Begin with the first line of the entries below and reproduce each line exactly, ending with the line that holds "impl From<Campaign> for".

--- Supplied records ---
════════════════

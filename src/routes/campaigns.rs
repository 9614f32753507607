use actix_web::web;
use actix_web::HttpResponse;
use serde::Deserialize;
use serde::Serialize;
use sqlx::MySqlPool;

use crate::campaigns;
use crate::campaigns::Campaign;
use crate::domain::CampaignBehavior;
use crate::routes::ApiError;
use crate::segments;
use crate::utils::success;

#[derive(Deserialize)]
#[serde(rename_all = "camelCase")]
pub struct CampaignBody {
    pub flow: String,
    pub segments: Vec<String>,
    #[serde(default)]
    pub exclude_segments: Vec<String>,
    pub behavior: CampaignBehavior,
}

#[derive(Serialize)]
#[serde(rename_all = "camelCase")]
pub struct CampaignResponse {
    pub id: String,
    pub flow: String,
    pub behavior: CampaignBehavior,
    pub segments: Vec<String>,
    pub exclude_segments: Vec<String>,
}

impl From<Campaign> for CampaignResponse {
    fn from(c: Campaign) -> Self {
        Self {
            id: c.id,
            flow: c.flow,
            behavior: c.behavior,
            segments: c.segments,
            exclude_segments: c.exclude_segments,
        }
    }
}

/// `POST /api/campaign/{id}` — store the campaign and enroll everyone who
/// matches right now; each enrollment gets a pending execution, so the next
/// tick starts their flow.
#[tracing::instrument(name = "Creating campaign", skip(body, pool))]
pub async fn create_campaign(
    path: web::Path<String>,
    body: web::Json<CampaignBody>,
    pool: web::Data<MySqlPool>,
) -> Result<HttpResponse, ApiError> {
    let campaign_id = path.into_inner();
    let body = body.into_inner();
    if body.segments.is_empty() {
        return Err(ApiError::Validation(
            "A campaign needs at least one include segment".to_string(),
        ));
    }

    let mut tx = pool.begin().await?;
    for segment_id in body.segments.iter().chain(&body.exclude_segments) {
        if segments::get(&mut tx, segment_id).await?.is_none() {
            return Err(ApiError::Validation(format!(
                "Campaign references unknown segment {segment_id}"
            )));
        }
    }

    let campaign = Campaign {
        id: campaign_id,
        flow: body.flow,
        behavior: body.behavior,
        segments: body.segments,
        exclude_segments: body.exclude_segments,
    };
    campaigns::insert(&mut tx, &campaign).await?;
    let enrolled = campaigns::enroll_matching_users(&mut tx, &campaign).await?;
    tx.commit().await?;

    Ok(success(serde_json::json!({
        "id": campaign.id,
        "enrolled": enrolled,
    })))
}

/// `DELETE /api/campaign/{id}` — live executions are terminated, then the
/// campaign and its memberships go away.
#[tracing::instrument(name = "Deleting campaign", skip(pool))]
pub async fn delete_campaign(
    path: web::Path<String>,
    pool: web::Data<MySqlPool>,
) -> Result<HttpResponse, ApiError> {
    let campaign_id = path.into_inner();
    let mut tx = pool.begin().await?;
    let deleted = campaigns::delete(&mut tx, &campaign_id).await?;
    if !deleted {
        return Err(anyhow::anyhow!("Campaign {campaign_id} not found").into());
    }
    tx.commit().await?;
    Ok(success(true))
}

#[tracing::instrument(name = "Listing campaigns", skip(pool))]
pub async fn list_campaigns(pool: web::Data<MySqlPool>) -> Result<HttpResponse, ApiError> {
    let mut tx = pool.begin().await?;
    let all: Vec<CampaignResponse> = campaigns::list(&mut tx)
        .await?
        .into_iter()
        .map(Into::into)
        .collect();
    tx.commit().await?;
    Ok(success(all))
}

#[tracing::instrument(name = "Reading campaign", skip(pool))]
pub async fn get_campaign(
    path: web::Path<String>,
    pool: web::Data<MySqlPool>,
) -> Result<HttpResponse, ApiError> {
    let campaign_id = path.into_inner();
    let mut tx = pool.begin().await?;
    let campaign = campaigns::get(&mut tx, &campaign_id)
        .await?
        .ok_or_else(|| anyhow::anyhow!("Campaign {campaign_id} not found"))?;
    tx.commit().await?;
    Ok(success(CampaignResponse::from(campaign)))
}
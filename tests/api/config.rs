use serde_json::json;
use serde_json::Value;

use crate::helpers::envelope_value;
use crate::helpers::spawn_app;

fn full_config() -> Value {
    json!({
        "templates": {
            "welcome": {
                "subject": r#"|user| "Welcome, " + user.name"#,
                "html": "<p>Hi <%= user.name %></p>",
            },
        },
        "segments": {
            "all": { "evaluator": "SELECT id FROM users" },
        },
        "campaigns": {
            "c": {
                "flow": r#"|ctx, rt| { rt.send_email("welcome"); }"#,
                "segments": ["all"],
                "behavior": "static",
            },
        },
        "transactions": {},
        "emailProvider": {
            "config": { "name": "postmark", "apiKey": "test-token" },
            "fromAddress": "no-reply@segflow.test",
        },
    })
}

async fn configs_count(pool: &sqlx::MySqlPool) -> i64 {
    let (n,): (i64,) = sqlx::query_as("SELECT COUNT(*) FROM configs")
        .fetch_one(pool)
        .await
        .unwrap();
    n
}

#[tokio::test]
async fn a_push_applies_entities_and_enrolls_matching_users() {
    let Some(app) = spawn_app().await else { return };

    // a user who exists before the push gets picked up by the new campaign
    app.post_json(
        "/api/user/u1",
        json!({ "attributes": { "email": "a@x.com", "name": "A" } }),
    )
    .await;

    let value = envelope_value(app.post_json("/api/config", full_config()).await).await;
    assert_eq!(value["configId"], json!(1));

    let segments = envelope_value(app.get("/api/user/u1/segment").await).await;
    assert_eq!(segments, json!(["all"]));
    assert_eq!(
        app.execution_status("u1", "c").await.as_deref(),
        Some("pending")
    );
    assert_eq!(configs_count(&app.pool).await, 1);
}

#[tokio::test]
async fn an_identical_push_is_a_no_op() {
    let Some(app) = spawn_app().await else { return };

    app.post_json(
        "/api/user/u1",
        json!({ "attributes": { "email": "a@x.com", "name": "A" } }),
    )
    .await;
    envelope_value(app.post_json("/api/config", full_config()).await).await;

    let value = envelope_value(app.post_json("/api/config", full_config()).await).await;
    assert_eq!(value, json!("no changes"));
    assert_eq!(configs_count(&app.pool).await, 1);

    // in particular, no duplicate executions were created
    let (executions,): (i64,) =
        sqlx::query_as("SELECT COUNT(*) FROM executions WHERE campaign_id = 'c'")
            .fetch_one(&app.pool)
            .await
            .unwrap();
    assert_eq!(executions, 1);
}

#[tokio::test]
async fn removing_a_campaign_terminates_and_drops_its_executions() {
    let Some(app) = spawn_app().await else { return };

    app.post_json(
        "/api/user/u1",
        json!({ "attributes": { "email": "a@x.com", "name": "A" } }),
    )
    .await;
    envelope_value(app.post_json("/api/config", full_config()).await).await;
    assert_eq!(
        app.execution_status("u1", "c").await.as_deref(),
        Some("pending")
    );

    let mut without_campaign = full_config();
    without_campaign["campaigns"] = json!({});
    let value = envelope_value(app.post_json("/api/config", without_campaign).await).await;
    assert_eq!(value["configId"], json!(2));

    assert_eq!(app.execution_status("u1", "c").await, None);
    let (memberships,): (i64,) =
        sqlx::query_as("SELECT COUNT(*) FROM campaign_memberships WHERE campaign_id = 'c'")
            .fetch_one(&app.pool)
            .await
            .unwrap();
    assert_eq!(memberships, 0);
    let campaigns = envelope_value(app.get("/api/campaign").await).await;
    assert_eq!(campaigns, json!([]));
}

#[tokio::test]
async fn campaign_updates_are_rejected() {
    let Some(app) = spawn_app().await else { return };

    envelope_value(app.post_json("/api/config", full_config()).await).await;

    let mut changed = full_config();
    changed["campaigns"]["c"]["flow"] = json!("|ctx, rt| { rt.wait(#{ days: 1 }); }");
    let resp = app.post_json("/api/config", changed).await;
    assert_eq!(resp.status().as_u16(), 400);
    let body: Value = resp.json().await.unwrap();
    assert!(body["error"].as_str().unwrap().contains("not supported"));

    // the rejected push left no ledger row behind
    assert_eq!(configs_count(&app.pool).await, 1);
}

#[tokio::test]
async fn pushes_with_dangling_references_are_rejected() {
    let Some(app) = spawn_app().await else { return };

    let mut config = full_config();
    config["segments"] = json!({});
    let resp = app.post_json("/api/config", config).await;
    assert_eq!(resp.status().as_u16(), 400);
    assert_eq!(configs_count(&app.pool).await, 0);
}

#[tokio::test]
async fn the_ledger_keeps_every_accepted_configuration() {
    let Some(app) = spawn_app().await else { return };

    envelope_value(app.post_json("/api/config", full_config()).await).await;
    let mut second = full_config();
    second["templates"]["welcome"]["html"] = json!("<p>Hello <%= user.name %></p>");
    let value = envelope_value(app.post_json("/api/config", second).await).await;
    assert_eq!(value["configId"], json!(2));
    assert_eq!(configs_count(&app.pool).await, 2);
}
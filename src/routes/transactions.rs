use actix_web::web;
use actix_web::HttpResponse;
use serde::Deserialize;
use serde::Serialize;
use sqlx::MySqlPool;

use crate::routes::ApiError;
use crate::transactions;
use crate::transactions::TransactionDef;
use crate::utils::success;

#[derive(Deserialize)]
pub struct TransactionBody {
    pub event: String,
    pub subject: String,
    pub html: String,
    #[serde(default)]
    pub preamble: String,
}

#[derive(Serialize)]
pub struct TransactionResponse {
    pub id: String,
    pub event: String,
    pub subject: String,
    pub html: String,
    pub preamble: String,
}

impl From<TransactionDef> for TransactionResponse {
    fn from(t: TransactionDef) -> Self {
        Self {
            id: t.id,
            event: t.event,
            subject: t.subject,
            html: t.html,
            preamble: t.preamble,
        }
    }
}

#[tracing::instrument(name = "Creating transaction", skip(body, pool))]
pub async fn create_transaction(
    path: web::Path<String>,
    body: web::Json<TransactionBody>,
    pool: web::Data<MySqlPool>,
) -> Result<HttpResponse, ApiError> {
    let def = def_from(path.into_inner(), body.into_inner())?;
    let mut tx = pool.begin().await?;
    transactions::insert(&mut tx, &def).await?;
    tx.commit().await?;
    Ok(success(TransactionResponse::from(def)))
}

#[tracing::instrument(name = "Updating transaction", skip(body, pool))]
pub async fn update_transaction(
    path: web::Path<String>,
    body: web::Json<TransactionBody>,
    pool: web::Data<MySqlPool>,
) -> Result<HttpResponse, ApiError> {
    let def = def_from(path.into_inner(), body.into_inner())?;
    let mut tx = pool.begin().await?;
    transactions::update(&mut tx, &def).await?;
    tx.commit().await?;
    Ok(success(TransactionResponse::from(def)))
}

#[tracing::instrument(name = "Deleting transaction", skip(pool))]
pub async fn delete_transaction(
    path: web::Path<String>,
    pool: web::Data<MySqlPool>,
) -> Result<HttpResponse, ApiError> {
    let transaction_id = path.into_inner();
    let mut tx = pool.begin().await?;
    let deleted = transactions::delete(&mut tx, &transaction_id).await?;
    if !deleted {
        return Err(anyhow::anyhow!("Transaction {transaction_id} not found").into());
    }
    tx.commit().await?;
    Ok(success(true))
}

#[tracing::instrument(name = "Reading transaction", skip(pool))]
pub async fn get_transaction(
    path: web::Path<String>,
    pool: web::Data<MySqlPool>,
) -> Result<HttpResponse, ApiError> {
    let transaction_id = path.into_inner();
    let mut tx = pool.begin().await?;
    let def = transactions::get(&mut tx, &transaction_id)
        .await?
        .ok_or_else(|| anyhow::anyhow!("Transaction {transaction_id} not found"))?;
    tx.commit().await?;
    Ok(success(TransactionResponse::from(def)))
}

#[tracing::instrument(name = "Listing transactions", skip(pool))]
pub async fn list_transactions(pool: web::Data<MySqlPool>) -> Result<HttpResponse, ApiError> {
    let mut tx = pool.begin().await?;
    let all: Vec<TransactionResponse> = transactions::list(&mut tx)
        .await?
        .into_iter()
        .map(Into::into)
        .collect();
    tx.commit().await?;
    Ok(success(all))
}

fn def_from(
    id: String,
    body: TransactionBody,
) -> Result<TransactionDef, ApiError> {
    if body.event.is_empty() {
        return Err(ApiError::Validation(
            "Transaction event name cannot be empty".to_string(),
        ));
    }
    Ok(TransactionDef {
        id,
        event: body.event,
        subject: body.subject,
        html: body.html,
        preamble: body.preamble,
    })
}
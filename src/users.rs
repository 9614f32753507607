//! The `users` and `events` tables. Users are identified by caller-chosen
//! string ids; attribute documents are whole-document writes (the shallow
//! merge happens in `domain::UserAttributes`).

use chrono::DateTime;
use chrono::Utc;
use serde::Serialize;
use serde_json::Value;
use sqlx::MySql;
use sqlx::Row;
use sqlx::Transaction;

use crate::domain::UserAttributes;

#[derive(Debug, Serialize)]
pub struct EventRecord {
    pub id: u64,
    pub name: String,
    pub created_at: DateTime<Utc>,
    pub attributes: Value,
}

pub async fn insert(
    tx: &mut Transaction<'static, MySql>,
    id: &str,
    attributes: &UserAttributes,
) -> Result<(), anyhow::Error> {
    sqlx::query("INSERT INTO users (id, attributes) VALUES (?, ?)")
        .bind(id)
        .bind(attributes.as_value())
        .execute(&mut **tx)
        .await?;
    Ok(())
}

pub async fn get(
    tx: &mut Transaction<'static, MySql>,
    id: &str,
) -> Result<Option<Value>, anyhow::Error> {
    let row = sqlx::query("SELECT attributes FROM users WHERE id = ?")
        .bind(id)
        .fetch_optional(&mut **tx)
        .await?;
    Ok(row.map(|r| r.get("attributes")))
}

pub async fn update_attributes(
    tx: &mut Transaction<'static, MySql>,
    id: &str,
    attributes: &UserAttributes,
) -> Result<(), anyhow::Error> {
    let updated = sqlx::query("UPDATE users SET attributes = ? WHERE id = ?")
        .bind(attributes.as_value())
        .bind(id)
        .execute(&mut **tx)
        .await?
        .rows_affected();
    if updated == 0 {
        anyhow::bail!("User {id} not found");
    }
    Ok(())
}

/// Events, memberships, executions and history all cascade at the schema
/// level.
pub async fn delete(
    tx: &mut Transaction<'static, MySql>,
    id: &str,
) -> Result<bool, anyhow::Error> {
    let deleted = sqlx::query("DELETE FROM users WHERE id = ?")
        .bind(id)
        .execute(&mut **tx)
        .await?
        .rows_affected();
    Ok(deleted > 0)
}

pub async fn insert_event(
    tx: &mut Transaction<'static, MySql>,
    user_id: &str,
    name: &str,
    attributes: &Value,
) -> Result<u64, anyhow::Error> {
    let result = sqlx::query("INSERT INTO events (name, user_id, attributes) VALUES (?, ?, ?)")
        .bind(name)
        .bind(user_id)
        .bind(attributes)
        .execute(&mut **tx)
        .await?;
    Ok(result.last_insert_id())
}

pub async fn list_events(
    tx: &mut Transaction<'static, MySql>,
    user_id: &str,
) -> Result<Vec<EventRecord>, anyhow::Error> {
    let rows = sqlx::query(
        "SELECT id, name, created_at, attributes FROM events WHERE user_id = ? ORDER BY id",
    )
    .bind(user_id)
    .fetch_all(&mut **tx)
    .await?;
    Ok(rows
        .into_iter()
        .map(|r| EventRecord {
            id: r.get("id"),
            name: r.get("name"),
            created_at: r.get("created_at"),
            attributes: r.get("attributes"),
        })
        .collect())
}
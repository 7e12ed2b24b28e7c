//! Retry policy.
//!
//! A [`RetryPolicy`] is a value object built per call site: start from the
//! process-wide default (the `[retry]` section), merge [`RetryOverrides`] over
//! it, attach callbacks, and hand it to the executor.

use std::fmt;
use std::sync::Arc;
use std::time::Duration;

use crate::config::schema::{RetryConfig, RetryOverrides};
use crate::config::validation::apply_overrides;
use crate::resilience::error::{ErrorKind, OperationError};

/// Caller-supplied classifier: `(error, attempt) -> retry?`.
pub type ShouldRetry = Arc<dyn Fn(&OperationError, u32) -> bool + Send + Sync>;

/// Observer invoked before each retry sleep: `(error, attempt, delay)`.
pub type OnRetry = Arc<dyn Fn(&OperationError, u32, Duration) + Send + Sync>;

/// Retry policy for a single call site.
#[derive(Clone)]
pub struct RetryPolicy {
    /// Total attempts including the first one. Always at least 1.
    pub max_attempts: u32,
    pub initial_delay: Duration,
    pub max_delay: Duration,
    pub backoff_multiplier: f64,
    pub jitter: bool,
    pub per_attempt_timeout: Option<Duration>,
    /// Matched case-insensitively against the error kind, code and message.
    pub retryable_error_tags: Vec<String>,
    pub honor_retry_after: bool,
    should_retry: Option<ShouldRetry>,
    on_retry: Option<OnRetry>,
}

impl RetryPolicy {
    /// Replace the default classification with a callback.
    pub fn with_should_retry<F>(mut self, f: F) -> Self
    where
        F: Fn(&OperationError, u32) -> bool + Send + Sync + 'static,
    {
        self.should_retry = Some(Arc::new(f));
        self
    }

    pub fn with_on_retry<F>(mut self, f: F) -> Self
    where
        F: Fn(&OperationError, u32, Duration) + Send + Sync + 'static,
    {
        self.on_retry = Some(Arc::new(f));
        self
    }

    pub fn with_max_attempts(mut self, max_attempts: u32) -> Self {
        self.max_attempts = max_attempts.max(1);
        self
    }

    pub fn with_delays(mut self, initial: Duration, max: Duration) -> Self {
        self.initial_delay = initial;
        self.max_delay = max.max(initial);
        self
    }

    pub fn with_multiplier(mut self, multiplier: f64) -> Self {
        self.backoff_multiplier = multiplier;
        self
    }

    pub fn with_jitter(mut self, jitter: bool) -> Self {
        self.jitter = jitter;
        self
    }

    pub fn with_per_attempt_timeout(mut self, timeout: Duration) -> Self {
        self.per_attempt_timeout = Some(timeout);
        self
    }

    pub fn with_retryable_tags<I, S>(mut self, tags: I) -> Self
    where
        I: IntoIterator<Item = S>,
        S: Into<String>,
    {
        self.retryable_error_tags = tags.into_iter().map(Into::into).collect();
        self
    }

    pub fn with_honor_retry_after(mut self, honor: bool) -> Self {
        self.honor_retry_after = honor;
        self
    }

    /// A new policy with the overrides applied. Callbacks are kept.
    pub fn merged(&self, overrides: &RetryOverrides) -> Self {
        let mut merged = Self::from(&apply_overrides(&self.to_config(), overrides));
        merged.should_retry = self.should_retry.clone();
        merged.on_retry = self.on_retry.clone();
        merged
    }

    /// Decide whether `err`, observed on `attempt`, should be retried.
    ///
    /// Circuit-open rejections are never retried. Otherwise the explicit
    /// callback wins, then the tag list, then the error's own flag.
    pub fn classify(&self, err: &OperationError, attempt: u32) -> bool {
        if err.kind() == ErrorKind::CircuitOpen {
            return false;
        }
        if let Some(should_retry) = &self.should_retry {
            return should_retry(err, attempt);
        }
        if !self.retryable_error_tags.is_empty() {
            return self.matches_tag(err);
        }
        err.is_retryable()
    }

    fn matches_tag(&self, err: &OperationError) -> bool {
        let message = err.message().to_ascii_lowercase();
        self.retryable_error_tags.iter().any(|tag| {
            let tag = tag.to_ascii_lowercase();
            err.kind().as_str() == tag
                || err.code().is_some_and(|c| c.eq_ignore_ascii_case(&tag))
                || message.contains(&tag)
        })
    }

    pub(crate) fn notify_retry(&self, err: &OperationError, attempt: u32, delay: Duration) {
        if let Some(on_retry) = &self.on_retry {
            on_retry(err, attempt, delay);
        }
    }

    fn to_config(&self) -> RetryConfig {
        RetryConfig {
            max_attempts: self.max_attempts,
            initial_delay_ms: self.initial_delay.as_millis() as u64,
            max_delay_ms: self.max_delay.as_millis() as u64,
            backoff_multiplier: self.backoff_multiplier,
            jitter: self.jitter,
            per_attempt_timeout_ms: self.per_attempt_timeout.map(|d| d.as_millis() as u64),
            retryable_error_tags: self.retryable_error_tags.clone(),
            honor_retry_after: self.honor_retry_after,
        }
    }
}

impl From<&RetryConfig> for RetryPolicy {
    fn from(config: &RetryConfig) -> Self {
        Self {
            max_attempts: config.max_attempts.max(1),
            initial_delay: Duration::from_millis(config.initial_delay_ms),
            max_delay: Duration::from_millis(config.max_delay_ms.max(config.initial_delay_ms)),
            backoff_multiplier: config.backoff_multiplier,
            jitter: config.jitter,
            per_attempt_timeout: config.per_attempt_timeout_ms.map(Duration::from_millis),
            retryable_error_tags: config.retryable_error_tags.clone(),
            honor_retry_after: config.honor_retry_after,
            should_retry: None,
            on_retry: None,
        }
    }
}

impl Default for RetryPolicy {
    fn default() -> Self {
        Self::from(&RetryConfig::default())
    }
}

impl fmt::Debug for RetryPolicy {
    fn fmt(&self, f: &mut fmt::Formatter<'_>) -> fmt::Result {
        f.debug_struct("RetryPolicy")
            .field("max_attempts", &self.max_attempts)
            .field("initial_delay", &self.initial_delay)
            .field("max_delay", &self.max_delay)
            .field("backoff_multiplier", &self.backoff_multiplier)
            .field("jitter", &self.jitter)
            .field("per_attempt_timeout", &self.per_attempt_timeout)
            .field("retryable_error_tags", &self.retryable_error_tags)
            .field("honor_retry_after", &self.honor_retry_after)
            .field("should_retry", &self.should_retry.is_some())
            .field("on_retry", &self.on_retry.is_some())
            .finish()
    }
}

════════════════

--- Task result ---
filename src/routes/campaigns.rs
repository 9614f32753507607
use actix_web::web;
use actix_web::HttpResponse;
use serde::Deserialize;
use serde::Serialize;
use sqlx::MySqlPool;

use crate::campaigns;
use crate::campaigns::Campaign;
use crate::domain::CampaignBehavior;
use crate::routes::ApiError;
use crate::segments;
use crate::utils::success;

#[derive(Deserialize)]
#[serde(rename_all = "camelCase")]
pub struct CampaignBody {
    pub flow: String,
    pub segments: Vec<String>,
    #[serde(default)]
    pub exclude_segments: Vec<String>,
    pub behavior: CampaignBehavior,
}

#[derive(Serialize)]
#[serde(rename_all = "camelCase")]
pub struct CampaignResponse {
    pub id: String,
    pub flow: String,
    pub behavior: CampaignBehavior,
    pub segments: Vec<String>,
    pub exclude_segments: Vec<String>,
}

impl From<Campaign> for CampaignResponse {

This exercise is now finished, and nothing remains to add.